## Stored data
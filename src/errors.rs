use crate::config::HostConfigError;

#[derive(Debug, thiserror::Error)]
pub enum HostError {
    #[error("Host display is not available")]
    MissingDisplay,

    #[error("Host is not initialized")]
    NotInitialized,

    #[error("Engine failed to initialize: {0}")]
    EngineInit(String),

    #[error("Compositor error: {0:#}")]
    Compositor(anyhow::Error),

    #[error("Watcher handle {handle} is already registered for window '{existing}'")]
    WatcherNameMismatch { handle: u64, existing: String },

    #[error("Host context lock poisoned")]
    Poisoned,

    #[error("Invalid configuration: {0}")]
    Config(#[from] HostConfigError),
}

## REQUIRED ACTION
Each entry above is to be set down again in exactly the same words.

## ANSWER SECTION
filename src/errors.rs
use crate::config::HostConfigError;

#[derive(Debug, thiserror::Error)]
pub enum HostError {
    #[error("Host display is not available")]
    MissingDisplay,

    #[error("Host is not initialized")]
    NotInitialized,

    #[error("Engine failed to initialize: {0}")]
    EngineInit(String),

    #[error("Compositor error: {0:#}")]
    Compositor(anyhow::Error),

    #[error("Watcher handle {handle} is already registered for window '{existing}'")]
    WatcherNameMismatch { handle: u64, existing: String },

    #[error("Host context lock poisoned")]
    Poisoned,

    #[error("Invalid configuration: {0}")]
    Config(#[from] HostConfigError),
}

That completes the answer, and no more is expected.